Les stéréotypes sexistes et les images dégradantes véhiculées dans les médias et la plaie des réseaux sociaux, entretiennent pour leur part cette violence en se focalisant sur l’apparence physique des femmes, leur vie privée très souvent cousue de rumeurs malveillantes et leur conformité aux rôles sociaux traditionnels, plutôt que sur leurs compétences, leurs accomplissements et leur potentiel contributif en tant que leaders. À l’ère du numérique, un nouveau fléau a émergé : la cyber-violence contre les femmes politiques. Hillary Clinton aux États-Unis et l’ancienne Première ministre australienne Julia Gillard ont reçu deux fois plus de tweets abusifs que leurs homologues masculins, Bernie Sanders et Kevin Rudd, respectivement.
La communauté internationale gagnerait à prendre conscience du fardeau que portent les femmes aspirant à jouer un rôle actif en politique, pour le bien-être collectif.

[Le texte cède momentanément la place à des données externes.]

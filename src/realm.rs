//! A realm: one isolated interpreter universe with its own global object,
//! global environment, module registry and symbol registry. Nothing here
//! is process-global, so multiple realms coexist in one process.

use crate::{
    environment::{new_global_environment, Environment},
    module::ModuleRef,
    object::{JsObject, Object, ObjectData},
    string::JsString,
    symbol::JsSymbol,
    Profiler,
};
use rustc_hash::FxHashMap;

/// The representation of a JavaScript realm.
#[derive(Debug)]
pub struct Realm {
    global_object: JsObject,
    global_environment: Environment,
    modules: FxHashMap<JsString, ModuleRef>,
    symbol_registry: FxHashMap<JsString, JsSymbol>,
    instance_id: Option<JsString>,
}

impl Realm {
    /// Creates a realm with an empty global object. The intrinsics are
    /// wired by the owning context.
    pub fn create() -> Self {
        let _timer = Profiler::global().start_event("Realm::create", "realm");

        let mut global = Object::default();
        global.data = ObjectData::Global;
        let global_object = JsObject::new(global);

        let global_environment =
            new_global_environment(global_object.clone(), global_object.clone().into());

        Self {
            global_object,
            global_environment,
            modules: FxHashMap::default(),
            symbol_registry: FxHashMap::default(),
            instance_id: None,
        }
    }

    #[inline]
    pub fn global_object(&self) -> &JsObject {
        &self.global_object
    }

    #[inline]
    pub fn global_environment(&self) -> Environment {
        self.global_environment.clone()
    }

    /// The optional stable instance id for cross-realm bridges.
    pub fn instance_id(&self) -> Option<&JsString> {
        self.instance_id.as_ref()
    }

    pub(crate) fn set_instance_id(&mut self, id: JsString) {
        self.instance_id = Some(id);
    }

    /// Looks up a registered module, loaded or still loading.
    pub(crate) fn module(&self, id: &str) -> Option<ModuleRef> {
        self.modules.get(id).cloned()
    }

    pub(crate) fn register_module(&mut self, id: JsString, module: ModuleRef) {
        self.modules.insert(id, module);
    }

    pub(crate) fn symbol_registry(&self) -> &FxHashMap<JsString, JsSymbol> {
        &self.symbol_registry
    }

    pub(crate) fn symbol_registry_mut(&mut self) -> &mut FxHashMap<JsString, JsSymbol> {
        &mut self.symbol_registry
    }
}
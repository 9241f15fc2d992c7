//! The `BigInt` builtin.

use crate::{
    builtins::function::make_builtin_fn,
    bigint::JsBigInt,
    property::Attribute,
    value::JsValue,
    Context, JsResult, Profiler,
};

#[derive(Debug, Clone, Copy)]
pub(crate) struct BigInt;

impl BigInt {
    /// The `BigInt` function. Not a constructor: `new BigInt()` throws.
    pub(crate) fn constructor(
        new_target: &JsValue,
        args: &[JsValue],
        context: &mut Context,
    ) -> JsResult<JsValue> {
        if new_target.is_function() {
            return context.throw_type_error("BigInt is not a constructor");
        }
        let value = args.first().cloned().unwrap_or_default();
        // Numbers must be integral; everything else goes through the usual
        // conversion.
        if let Some(number) = value.as_number() {
            return match JsBigInt::try_from_f64(number) {
                Some(result) => Ok(JsValue::bigint(result)),
                None => context.throw_range_error(
                    "the number cannot be converted to a BigInt because it is not an integer",
                ),
            };
        }
        Ok(JsValue::bigint(value.to_bigint(context)?))
    }

    fn this_bigint_value(this: &JsValue, context: &mut Context) -> JsResult<JsBigInt> {
        if let Some(bigint) = this.as_bigint() {
            return Ok(bigint.clone());
        }
        if let Some(object) = this.as_object() {
            if let Some(bigint) = object.borrow().as_bigint() {
                return Ok(bigint);
            }
        }
        context.throw_type_error("'this' is not a BigInt")
    }

    /// `BigInt.prototype.toString(radix)`.
    fn to_string(this: &JsValue, args: &[JsValue], context: &mut Context) -> JsResult<JsValue> {
        let value = Self::this_bigint_value(this, context)?;
        let radix = match args.first() {
            Some(radix) if !radix.is_undefined() => radix.to_integer(context)? as u32,
            _ => 10,
        };
        if !(2..=36).contains(&radix) {
            return context.throw_range_error("radix must be an integer between 2 and 36");
        }
        Ok(JsValue::string(value.to_string_radix(radix)))
    }

    /// `BigInt.prototype.valueOf()`.
    fn value_of(this: &JsValue, _args: &[JsValue], context: &mut Context) -> JsResult<JsValue> {
        Ok(JsValue::bigint(Self::this_bigint_value(this, context)?))
    }

    pub(crate) fn init(context: &mut Context) {
        let _timer = Profiler::global().start_event("bigint", "init");

        let prototype = context.standard_objects().bigint_object().prototype();
        make_builtin_fn(Self::to_string, "toString", &prototype, 1, context);
        make_builtin_fn(Self::value_of, "valueOf", &prototype, 0, context);

        let constructor = context.standard_objects().bigint_object().constructor();
        let global = context.global_object();
        global.borrow_mut().insert_property(
            "BigInt",
            constructor,
            Attribute::WRITABLE | Attribute::CONFIGURABLE,
        );
    }
}
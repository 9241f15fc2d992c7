//! Property keys and property descriptors.
//!
//! A property descriptor is either a data descriptor (`{value, writable,
//! enumerable, configurable}`) or an accessor descriptor (`{get, set,
//! enumerable, configurable}`); it is never both. Property keys are
//! canonicalized on construction: strings that parse as array indices
//! become [`PropertyKey::Index`].

use crate::{
    gc::{Finalize, Trace},
    object::JsObject,
    string::JsString,
    symbol::JsSymbol,
    value::JsValue,
};
use std::{convert::TryFrom, fmt};

mod attribute;
pub use attribute::Attribute;

/// A data descriptor: a property with a value, which may or may not be
/// writable.
#[derive(Debug, Clone, Trace, Finalize)]
pub struct DataDescriptor {
    pub(crate) value: JsValue,
    attributes: Attribute,
}

impl DataDescriptor {
    /// Creates a new `DataDescriptor`.
    #[inline]
    pub fn new<V>(value: V, attributes: Attribute) -> Self
    where
        V: Into<JsValue>,
    {
        Self {
            value: value.into(),
            attributes,
        }
    }

    /// Returns the `[[Value]]` of the data descriptor.
    #[inline]
    pub fn value(&self) -> JsValue {
        self.value.clone()
    }

    #[inline]
    pub fn attributes(&self) -> Attribute {
        self.attributes
    }

    #[inline]
    pub fn writable(&self) -> bool {
        self.attributes.writable()
    }

    #[inline]
    pub fn enumerable(&self) -> bool {
        self.attributes.enumerable()
    }

    #[inline]
    pub fn configurable(&self) -> bool {
        self.attributes.configurable()
    }
}

impl From<DataDescriptor> for PropertyDescriptor {
    #[inline]
    fn from(value: DataDescriptor) -> Self {
        Self::Data(value)
    }
}

/// An accessor descriptor: a property described by a getter-setter pair.
#[derive(Debug, Clone, Trace, Finalize)]
pub struct AccessorDescriptor {
    /// The function serving as getter.
    pub(crate) get: Option<JsObject>,
    /// The function serving as setter.
    pub(crate) set: Option<JsObject>,
    pub(crate) attributes: Attribute,
}

impl AccessorDescriptor {
    /// Creates a new `AccessorDescriptor`. A `writable` flag in `attributes`
    /// is removed, since accessors cannot carry one.
    #[inline]
    pub fn new(get: Option<JsObject>, set: Option<JsObject>, mut attributes: Attribute) -> Self {
        attributes.remove(Attribute::WRITABLE);
        Self {
            get,
            set,
            attributes,
        }
    }

    #[inline]
    pub fn getter(&self) -> Option<&JsObject> {
        self.get.as_ref()
    }

    #[inline]
    pub fn setter(&self) -> Option<&JsObject> {
        self.set.as_ref()
    }

    #[inline]
    pub fn attributes(&self) -> Attribute {
        self.attributes
    }

    #[inline]
    pub fn enumerable(&self) -> bool {
        self.attributes.enumerable()
    }

    #[inline]
    pub fn configurable(&self) -> bool {
        self.attributes.configurable()
    }
}

impl From<AccessorDescriptor> for PropertyDescriptor {
    #[inline]
    fn from(value: AccessorDescriptor) -> Self {
        Self::Accessor(value)
    }
}

/// A JavaScript property descriptor, in one of its two flavors.
#[derive(Debug, Clone, Trace, Finalize)]
pub enum PropertyDescriptor {
    Accessor(AccessorDescriptor),
    Data(DataDescriptor),
}

impl PropertyDescriptor {
    #[inline]
    pub fn is_accessor_descriptor(&self) -> bool {
        matches!(self, Self::Accessor(_))
    }

    #[inline]
    pub fn as_accessor_descriptor(&self) -> Option<&AccessorDescriptor> {
        match self {
            Self::Accessor(ref accessor) => Some(accessor),
            Self::Data(_) => None,
        }
    }

    #[inline]
    pub fn is_data_descriptor(&self) -> bool {
        matches!(self, Self::Data(_))
    }

    #[inline]
    pub fn as_data_descriptor(&self) -> Option<&DataDescriptor> {
        match self {
            Self::Data(ref data) => Some(data),
            Self::Accessor(_) => None,
        }
    }

    #[inline]
    pub fn enumerable(&self) -> bool {
        match self {
            Self::Accessor(ref accessor) => accessor.enumerable(),
            Self::Data(ref data) => data.enumerable(),
        }
    }

    #[inline]
    pub fn configurable(&self) -> bool {
        match self {
            Self::Accessor(ref accessor) => accessor.configurable(),
            Self::Data(ref data) => data.configurable(),
        }
    }

    /// `[[Writable]]` of a data descriptor; accessors are never writable.
    #[inline]
    pub fn writable(&self) -> bool {
        match self {
            Self::Accessor(_) => false,
            Self::Data(ref data) => data.writable(),
        }
    }

    #[inline]
    pub fn attributes(&self) -> Attribute {
        match self {
            Self::Accessor(ref accessor) => accessor.attributes(),
            Self::Data(ref data) => data.attributes(),
        }
    }

    /// The plain value of a data descriptor, `undefined` for accessors.
    #[inline]
    pub(crate) fn value_or_undefined(&self) -> JsValue {
        match self {
            Self::Data(ref data) => data.value(),
            Self::Accessor(_) => JsValue::undefined(),
        }
    }
}

/// A key into an object's property table: an array index, a string or a
/// symbol.
#[derive(Trace, Finalize, Debug, Clone, PartialEq, Eq, Hash)]
pub enum PropertyKey {
    String(JsString),
    Symbol(JsSymbol),
    Index(u32),
}

impl PropertyKey {
    /// Returns the array index when the key is one.
    #[inline]
    pub fn as_index(&self) -> Option<u32> {
        match self {
            Self::Index(index) => Some(*index),
            _ => None,
        }
    }

    /// Returns the string form of the key; symbols have none.
    pub fn as_js_string(&self) -> Option<JsString> {
        match self {
            Self::String(string) => Some(string.clone()),
            Self::Index(index) => Some(index.to_string().into()),
            Self::Symbol(_) => None,
        }
    }
}

fn parse_index(string: &str) -> Option<u32> {
    // "00" or "+1" are string keys, not indices; u32::MAX is not a valid
    // array index either.
    if string == "0" {
        return Some(0);
    }
    if string.is_empty() || !string.as_bytes()[0].is_ascii_digit() || string.starts_with('0') {
        return None;
    }
    string
        .parse::<u32>()
        .ok()
        .filter(|index| *index < u32::MAX)
}

impl From<JsString> for PropertyKey {
    #[inline]
    fn from(string: JsString) -> Self {
        match parse_index(&string) {
            Some(index) => Self::Index(index),
            None => Self::String(string),
        }
    }
}

impl From<&str> for PropertyKey {
    #[inline]
    fn from(string: &str) -> Self {
        match parse_index(string) {
            Some(index) => Self::Index(index),
            None => Self::String(string.into()),
        }
    }
}

impl From<String> for PropertyKey {
    #[inline]
    fn from(string: String) -> Self {
        match parse_index(&string) {
            Some(index) => Self::Index(index),
            None => Self::String(string.into()),
        }
    }
}

impl From<JsSymbol> for PropertyKey {
    #[inline]
    fn from(symbol: JsSymbol) -> Self {
        Self::Symbol(symbol)
    }
}

impl fmt::Display for PropertyKey {
    #[inline]
    fn fmt(&self, f: &mut fmt::Formatter<'_>) -> fmt::Result {
        match self {
            Self::String(ref string) => string.fmt(f),
            Self::Symbol(ref symbol) => symbol.fmt(f),
            Self::Index(index) => index.fmt(f),
        }
    }
}

impl From<&PropertyKey> for JsValue {
    #[inline]
    fn from(property_key: &PropertyKey) -> Self {
        match property_key {
            PropertyKey::String(ref string) => string.clone().into(),
            PropertyKey::Symbol(ref symbol) => symbol.clone().into(),
            PropertyKey::Index(index) => {
                if let Ok(integer) = i32::try_from(*index) {
                    Self::integer(integer)
                } else {
                    Self::number(*index)
                }
            }
        }
    }
}

impl From<PropertyKey> for JsValue {
    #[inline]
    fn from(property_key: PropertyKey) -> Self {
        Self::from(&property_key)
    }
}

impl From<u32> for PropertyKey {
    #[inline]
    fn from(value: u32) -> Self {
        if value < u32::MAX {
            Self::Index(value)
        } else {
            Self::String(value.to_string().into())
        }
    }
}

impl From<usize> for PropertyKey {
    fn from(value: usize) -> Self {
        match u32::try_from(value) {
            Ok(index) => Self::from(index),
            Err(_) => Self::String(value.to_string().into()),
        }
    }
}

impl From<i32> for PropertyKey {
    fn from(value: i32) -> Self {
        match u32::try_from(value) {
            Ok(index) => Self::from(index),
            Err(_) => Self::String(value.to_string().into()),
        }
    }
}

impl PartialEq<&str> for PropertyKey {
    fn eq(&self, other: &&str) -> bool {
        match self {
            Self::String(ref string) => string == other,
            Self::Index(index) => index.to_string() == *other,
            Self::Symbol(_) => false,
        }
    }
}

#[cfg(test)]
mod tests {
    use super::PropertyKey;

    #[test]
    fn canonical_index_keys() {
        assert_eq!(PropertyKey::from("0"), PropertyKey::Index(0));
        assert_eq!(PropertyKey::from("42"), PropertyKey::Index(42));
        // Leading zeros and signs never canonicalize.
        assert_eq!(PropertyKey::from("01"), PropertyKey::String("01".into()));
        assert_eq!(PropertyKey::from("+1"), PropertyKey::String("+1".into()));
        assert_eq!(
            PropertyKey::from("4294967295"),
            PropertyKey::String("4294967295".into())
        );
    }
}
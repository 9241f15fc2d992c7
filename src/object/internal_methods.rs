//! The essential internal methods of objects.
//!
//! Ordinary behavior lives here together with the exotic overrides: array
//! `length` handling, string wrapper index properties, mapped `arguments`
//! aliasing and proxy trap dispatch. Everything takes the context, since
//! accessors, traps and conversions can run arbitrary code.

use super::{JsObject, ObjectData};
use crate::{
    builtins::function::arguments::Arguments,
    environment::Environment,
    property::{
        AccessorDescriptor, Attribute, DataDescriptor, PropertyDescriptor, PropertyKey,
    },
    string::JsString,
    value::{same_value, JsValue},
    Context, JsResult,
};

La violence envers celles-ci, qu’elle soit physique, verbale ou virtuelle, ne peut être tolérée sous aucun prétexte. Elle constitue un déni des valeurs démocratiques et un mépris de la moitié de l’humanité. Combattre une telle injustice et encourager la participation équitable des femmes à tous les niveaux de la politique ne serait que justice rendue à la planète.